BeautifulSoup提取包含随机标记的完整文本句子

<div class="title"><a ref="ordinalpos=2&ncbi_uid=5514220&link_uid=5514220&linksrc=docsum_title" href="/pmc/articles/PMC5514220/" class="view"><b>Sirtuins</b>, a promising target in slowing down the ageing process</a></div>

from urllib.request import urlopen from bs4 import BeautifulSoup url = "https://www.ncbi.nlm.nih.gov/pmc/?term=sirtuins" soup = BeautifulSoup(urlopen(url)) new_content = [] pattern = re.compile(r'(<b>)|(<\/b>)|(<em>)|(<\/em>)|[^\w ]|(PDF.*)') for view in soup.findAll('a', attrs={'class':'view'}): for item in view.contents: new_content.append(re.sub(pattern,'', str(item), flags=0))

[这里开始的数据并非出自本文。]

use crate::cli::CommonArgs;
use crate::error::GstatsError;
use crate::github::{self, GitHubClient};
use crate::model::{CommitsOutput, SCHEMA_VERSION};
use anyhow::Context;
use chrono::Utc;
use console::style;
use indicatif::{ProgressBar, ProgressStyle};

pub async fn exec(common: CommonArgs, json: bool) -> anyhow::Result<()> {
    if common.offline {
        return Err(GstatsError::Config(
            "commit counting requires network access; drop --offline".into(),
        )
        .into());
    }

    let user = common.username()?.to_string();
    let client = GitHubClient::new(common.token.as_deref())?;

    let repos = github::list_repos(&client, &user)
        .await
        .context("Failed to list repositories")?;

    let pb = ProgressBar::new(repos.len() as u64);
    pb.set_style(
        ProgressStyle::default_bar()
            .template("{bar:40.cyan/blue} {pos}/{len} {msg}")
            .unwrap_or_else(|_| ProgressStyle::default_bar()),
    );

    let mut total_commits = 0u64;
    for repo in &repos {
        pb.set_message(repo.name.clone());
        total_commits += github::count_authored_commits(&client, &user, &repo.name, &common.email)
            .await
            .with_context(|| format!("Failed to count commits in {}", repo.name))?;
        pb.inc(1);
    }
    pb.finish_and_clear();

    if json {
        let output = CommitsOutput {
            version: SCHEMA_VERSION,
            generated_at: Utc::now(),
            username: user,
            repos_scanned: repos.len(),
            total_commits,
        };
        println!("{}", serde_json::to_string_pretty(&output)?);
    } else {
        println!("{}", style("Commit Count").bold());
        println!("{}", "─".repeat(50));
        println!("Repositories scanned: {}", style(repos.len()).cyan());
        println!("Total commits: {}", style(total_commits).green());
        if common.email.is_empty() {
            println!("\nNo --email given; every commit was counted.");
        }
    }

    Ok(())
}
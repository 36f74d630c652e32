use crate::cache::Cache;
use crate::cli::CommonArgs;
use crate::error::GstatsError;
use crate::github::{self, GitHubClient};
use crate::languages::{self, LanguageFilter};
use crate::model::{StatsOutput, SCHEMA_VERSION};
use crate::streak::{self, NoExemptions, StreakPolicy, WeekendsExempt};
use anyhow::Context;
use chrono::Utc;
use console::style;

pub async fn exec(common: CommonArgs, json: bool) -> anyhow::Result<()> {
    let stats = collect_stats(&common, false).await?;

    if json {
        println!("{}", serde_json::to_string_pretty(&stats)?);
    } else {
        output_summary(&stats);
    }

    Ok(())
}

/// Fetch (or load from cache) everything needed for output: the validated
/// contribution history with streaks computed over it, and optionally the
/// top-language shares.
pub async fn collect_stats(
    common: &CommonArgs,
    with_languages: bool,
) -> anyhow::Result<StatsOutput> {
    let user = common.username()?.to_string();
    let mut cache = Cache::new(common.cache.as_deref()).context("Failed to initialize cache")?;

    let (total_contributions, history, language_bytes) = if common.offline {
        let (total, history) = cache.get_calendar(&user)?.ok_or_else(|| {
            GstatsError::Cache(format!("no cached calendar for {user}; run online first"))
        })?;
        let bytes = if with_languages {
            cache.get_languages(&user)?
        } else {
            None
        };
        (total, history, bytes)
    } else {
        let client = GitHubClient::new(common.token.as_deref())?;
        let (total, history) = github::fetch_calendar(&client, &user)
            .await
            .context("Failed to fetch contribution calendar")?;
        streak::validate_history(&history).context("GitHub returned a malformed calendar")?;
        cache.store_calendar(&user, total, &history)?;

        let bytes = if with_languages {
            let bytes = languages::fetch_language_bytes(&client, &user, true)
                .await
                .context("Failed to fetch repository languages")?;
            cache.store_languages(&user, &bytes)?;
            Some(bytes)
        } else {
            None
        };
        (total, history, bytes)
    };

    let policy: &dyn StreakPolicy = if common.skip_weekends {
        &WeekendsExempt
    } else {
        &NoExemptions
    };
    let streaks = streak::compute_streaks(&history, crate::util::today_local(), policy);

    let shares = language_bytes
        .map(|bytes| languages::top_languages(&bytes, &LanguageFilter::default()))
        .unwrap_or_default();

    Ok(StatsOutput {
        version: SCHEMA_VERSION,
        generated_at: Utc::now(),
        username: user,
        total_contributions,
        current_streak: streaks.current_streak,
        longest_streak: streaks.longest_streak,
        languages: shares,
    })
}

fn output_summary(stats: &StatsOutput) {
    println!("{}", style("GitHub Contribution Stats").bold());
    println!("{}", "─".repeat(50));
    println!("User: {}", style(&stats.username).cyan());
    println!(
        "Total contributions: {}",
        style(stats.total_contributions).cyan()
    );
    println!(
        "Current streak: {} days",
        style(stats.current_streak).green()
    );
    println!(
        "Longest streak: {} days",
        style(stats.longest_streak).yellow()
    );

    if !stats.languages.is_empty() {
        println!("\n{}", style("Top Languages").bold());
        for share in &stats.languages {
            println!("  {}: {:.2}%", share.language, share.percent);
        }
    }

    println!("\nUse --json to export the raw data.");
}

['The Role of ', 'Sirtuins', ' in Antioxidant and Redox Signaling', '', 'Sirtuins', ' a promising target in slowing down the ageing process', '', 'The NAD', 'supsup', 'Dependent Family of ', 'Sirtuins', ' in Cerebral Ischemia and Preconditioning', '',

['The Role of Sirtuins in Antioxidant and Redox Signaling', 'Sirtuins a promising target in slowing down the ageing process', 'The NAD Dependent Family of Sirtuins in Cerebral Ischemia and Preconditioning']

1条回答

网友

1楼 · 发布于 2024-09-28 22:01:57

你就不能抓取class=title的div标记中的文本吗？beautifulsoup的妙处在于它了解标记和降价的工作原理，因此要获得文本，不需要过滤掉降价标记

但如前所述，很难理解你想要什么。我猜你是想把他的头衔拿出来

from urllib.request import urlopen
from bs4 import BeautifulSoup

url = "https://www.ncbi.nlm.nih.gov/pmc/?term=sirtuins"
soup = BeautifulSoup(urlopen(url))
new_content = []

for view in soup.findAll('div', attrs={'class':'title'}):
    new_content.append(view.text)

输出：

print (new_content)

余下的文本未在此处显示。